That’s a brilliant analogy! Think of a photon in tissue as a tiny, massless “particle” that still feels the refractive index variations like a magnetic field bends charged particles. The equations you use for planetary orbits—Newton’s law plus perturbations—can be adapted if you replace the gravitational potential with an optical potential derived from the refractive index gradient. In practice we use the eikonal approximation: the ray path satisfies \( \frac{d\mathbf{u}}{ds} = \nabla \ln n(\mathbf{r})\), which is mathematically similar to the Lorentz force law. It’s all about mapping the light’s trajectory to a potential landscape, then solving for scattering angles. Let’s dive into the math and see how far the analogy holds!
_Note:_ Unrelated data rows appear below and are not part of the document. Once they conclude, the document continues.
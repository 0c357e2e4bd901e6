//! Per-chip command queues
//!
//! Every chip in the chain owns a bounded ring of pending register writes.
//! The sync engine takes at most one command from each ring per transfer
//! cycle, so chips progress in lock-step.

use heapless::Deque;

use crate::command::Command;
use crate::config::OverflowPolicy;

/// Errors that can occur when queueing a command
#[derive(Debug, Clone, Copy, PartialEq, Eq)]
#[cfg_attr(feature = "defmt", derive(defmt::Format))]
pub enum QueueError {
    /// Chip index is not part of the chain
    InvalidChip { chip: usize },
    /// Chip's queue is full and the policy is `Reject`
    Full { chip: usize },
}

/// Bounded command rings, one per chip
///
/// `N` is the per-chip capacity. It must exceed the largest burst queued
/// for one chip between two drains, or commands are rejected or dropped
/// according to the [`OverflowPolicy`].
pub struct CommandQueues<const CHIPS: usize, const N: usize> {
    queues: [Deque<Command, N>; CHIPS],
    policy: OverflowPolicy,
    /// Commands discarded by `OverwriteOldest`
    dropped: u32,
}

impl<const CHIPS: usize, const N: usize> Default for CommandQueues<CHIPS, N> {
    fn default() -> Self {
        Self::new(OverflowPolicy::default())
    }
}

impl<const CHIPS: usize, const N: usize> CommandQueues<CHIPS, N> {
    /// Create empty queues
    pub fn new(policy: OverflowPolicy) -> Self {
        Self {
            queues: core::array::from_fn(|_| Deque::new()),
            policy,
            dropped: 0,
        }
    }

    /// Overflow policy in effect
    pub fn policy(&self) -> OverflowPolicy {
        self.policy
    }

    /// Change the overflow policy
    pub fn set_policy(&mut self, policy: OverflowPolicy) {
        self.policy = policy;
    }

    /// Append a command to `chip`'s queue
    pub fn push(&mut self, chip: usize, command: Command) -> Result<(), QueueError> {
        let policy = self.policy;
        let queue = self
            .queues
            .get_mut(chip)
            .ok_or(QueueError::InvalidChip { chip })?;

        if queue.is_full() {
            match policy {
                OverflowPolicy::Reject => return Err(QueueError::Full { chip }),
                OverflowPolicy::OverwriteOldest => {
                    queue.pop_front();
                    self.dropped = self.dropped.saturating_add(1);
                    warn!("Command queue {} full, dropped oldest", chip);
                }
            }
        }

        queue
            .push_back(command)
            .map_err(|_| QueueError::Full { chip })
    }

    /// Append the same command to every chip's queue
    pub fn broadcast(&mut self, command: Command) -> Result<(), QueueError> {
        for chip in 0..CHIPS {
            self.push(chip, command)?;
        }
        Ok(())
    }

    /// Next command for `chip` without consuming it
    pub fn peek(&self, chip: usize) -> Option<&Command> {
        self.queues.get(chip).and_then(|q| q.front())
    }

    /// Consume the next command for `chip`
    pub fn pop(&mut self, chip: usize) -> Option<Command> {
        self.queues.get_mut(chip).and_then(|q| q.pop_front())
    }

    /// True if any chip has unread commands
    pub fn has_pending(&self) -> bool {
        self.queues.iter().any(|q| !q.is_empty())
    }

    /// Number of unread commands for `chip`
    pub fn pending(&self, chip: usize) -> usize {
        self.queues.get(chip).map_or(0, |q| q.len())
    }

    /// Deepest queue in the chain
    ///
    /// Draining takes exactly this many transfer cycles.
    pub fn max_pending(&self) -> usize {
        self.queues.iter().map(|q| q.len()).max().unwrap_or(0)
    }

    /// Number of commands discarded on overflow so far
    pub fn dropped(&self) -> u32 {
        self.dropped
    }

    /// Discard every pending command
    pub fn clear(&mut self) {
        for queue in self.queues.iter_mut() {
            queue.clear();
        }
    }

    /// Per-chip capacity
    pub const fn capacity(&self) -> usize {
        N
    }
}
Sounds like a plan! I’ll pull the gradient map and set up the ray‑tracing code so we can watch the photon meander through the refractive index landscape. If any rogue waves pop up, we’ll catch them in the higher‑order terms and tweak the model—no mystery can outshine our curiosity. Let's get the photons dancing!

Absolutely, I’ve set the timestep right on the Courant line—no rogue waves slipping by unnoticed. I can’t wait to see the photon’s path light up like a comet tail or spin in a chaotic asteroid belt. Let’s dive in and watch the light wobble together!